Reduction of Postoperative Opioid Use in Oncologic Breast Surgery and The Creation of Multimodal Pain Management Guidelines and Practices
DOI:
https://doi.org/10.70749/ijbr.v3i5.1562Keywords:
Breast Surgery, Oncologic Surgery, Postoperative Pain, Opioid Use, Multimodal Pain ManagementAbstract
Background: Opioid-based postoperative analgesia in oncologic breast surgery is associated with significant adverse effects and risk of dependency. Multimodal pain management protocols offer a safer alternative by integrating multiple non-opioid strategies for effective analgesia. Objective: To evaluate the impact of a structured multimodal analgesia protocol on postoperative opioid consumption, pain control, patient satisfaction, adverse effects, and hospital stay duration in breast cancer surgery patients. Methods: This prospective comparative study was conducted at Nishtar Hospital, Multan, from November 2024 to April 2025. A total of 187 female patients undergoing oncologic breast surgery were enrolled and divided into two groups: Group A (pre-implementation phase, n=94) and Group B (post-implementation phase, n=93).
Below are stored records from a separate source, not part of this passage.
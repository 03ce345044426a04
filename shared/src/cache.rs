use crate::data::world::WorldPosition;
use crate::generation::Star;
use log::trace;
use std::sync::Arc;

pub type QueryResult = Arc<[Star]>;

struct CacheEntry {
	position: WorldPosition,
	zoom: f32,
	result: QueryResult,
}

/// Remembers the most recent query result.
///
/// Keys are compared with exact float equality, callers must move the position in exactly repeatable steps for
/// revisits to hit.
#[derive(Default)]
pub struct QueryCache {
	entry: Option<CacheEntry>,
	hits: u64,
	misses: u64,
}

impl QueryCache {
	pub fn new() -> Self {
		Self::default()
	}

	/// Returns the stored result if it was computed for exactly this position and zoom, otherwise runs `compute` and
	/// stores what it returns. A failed `compute` leaves the previous entry in place.
	pub fn get<E>(
		&mut self,
		position: WorldPosition,
		zoom: f32,
		compute: impl FnOnce() -> Result<Vec<Star>, E>,
	) -> Result<QueryResult, E> {
		if let Some(entry) = &self.entry {
			if entry.position == position && entry.zoom == zoom {
				self.hits += 1;
				trace!("Query cache hit at {position}, zoom {zoom}");
				return Ok(entry.result.clone());
			}
		}

		let result: QueryResult = compute()?.into();
		self.misses += 1;
		self.entry = Some(CacheEntry {
			position,
			zoom,
			result: result.clone(),
		});

		Ok(result)
	}

	pub fn hits(&self) -> u64 {
		self.hits
	}

	pub fn misses(&self) -> u64 {
		self.misses
	}
}

#[cfg(test)]
mod tests {
	use super::*;
	use std::convert::Infallible;

	fn here() -> WorldPosition {
		WorldPosition::new(50_000.0, 50_000.0, 12_500.0)
	}

	#[test]
	fn first_lookup_computes() {
		let mut cache = QueryCache::new();
		assert_eq!((cache.hits(), cache.misses()), (0, 0));

		let mut called = false;
		cache
			.get(here(), 100.0, || {
				called = true;
				Ok::<_, Infallible>(vec![])
			})
			.unwrap();

		assert!(called);
		assert_eq!((cache.hits(), cache.misses()), (0, 1));
	}

	#[test]
	fn identical_keys_hit() {
		let mut cache = QueryCache::new();
		let mut calls = 0;

		let first = cache
			.get(here(), 100.0, || {
				calls += 1;
				Ok::<_, Infallible>(vec![])
			})
			.unwrap();
		let second = cache
			.get(here(), 100.0, || {
				calls += 1;
				Ok::<_, Infallible>(vec![])
			})
			.unwrap();

		assert_eq!(calls, 1);
		assert!(Arc::ptr_eq(&first, &second));
		assert_eq!((cache.hits(), cache.misses()), (1, 1));
	}

	#[test]
	fn any_key_change_misses() {
		let mut cache = QueryCache::new();
		let mut calls = 0;
		let mut compute = || {
			calls += 1;
			Ok::<_, Infallible>(vec![])
		};

		cache.get(here(), 100.0, &mut compute).unwrap();
		cache.get(here(), 200.0, &mut compute).unwrap();
		cache.get(WorldPosition::new(50_010.0, 50_000.0, 12_500.0), 200.0, &mut compute).unwrap();
		cache.get(here(), 100.0, &mut compute).unwrap();

		assert_eq!(calls, 4);
	}

	#[test]
	fn nearly_equal_keys_miss() {
		let mut cache = QueryCache::new();
		cache.get(here(), 100.0, || Ok::<_, Infallible>(vec![])).unwrap();

		let nudged = WorldPosition::new(50_000.004, 50_000.0, 12_500.0);
		assert_ne!(nudged, here());
		cache.get(nudged, 100.0, || Ok::<_, Infallible>(vec![])).unwrap();

		assert_eq!(cache.misses(), 2);
	}

	#[test]
	fn failures_keep_the_previous_entry() {
		let mut cache = QueryCache::new();
		let stored = cache.get(here(), 100.0, || Ok::<_, ()>(vec![])).unwrap();

		assert!(cache.get(here(), 0.0, || Err(())).is_err());

		let mut called = false;
		let again = cache
			.get(here(), 100.0, || {
				called = true;
				Ok::<_, ()>(vec![])
			})
			.unwrap();
		assert!(!called);
		assert!(Arc::ptr_eq(&stored, &again));
	}
}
The intervention group received a standardized multimodal protocol including non-opioid analgesics, regional nerve blocks, and preoperative education. Results: The post-implementation group showed a significant reduction in opioid use (18.4 ± 6.5 mg vs. 48.6 ± 10.2 mg; p < 0.001) and lower VAS pain scores at all time points (p < 0.01). Patient satisfaction was notably higher, with 71.0% rating their pain management as "very satisfied" compared to 38.3% in the control group (p = 0.002). The incidence of nausea, vomiting, and sedation was significantly reduced in Group B (p < 0.01), and the average hospital stay was shorter (2.8 ± 0.7 days vs. 3.6 ± 0.9 days; p = 0.01). Conclusion: It is concluded that multimodal analgesia protocols significantly reduce opioid consumption and improve clinical and patient-reported outcomes in oncologic breast surgery. Their routine adoption is recommended as part of enhanced recovery and opioid-sparing strategies in surgical oncology.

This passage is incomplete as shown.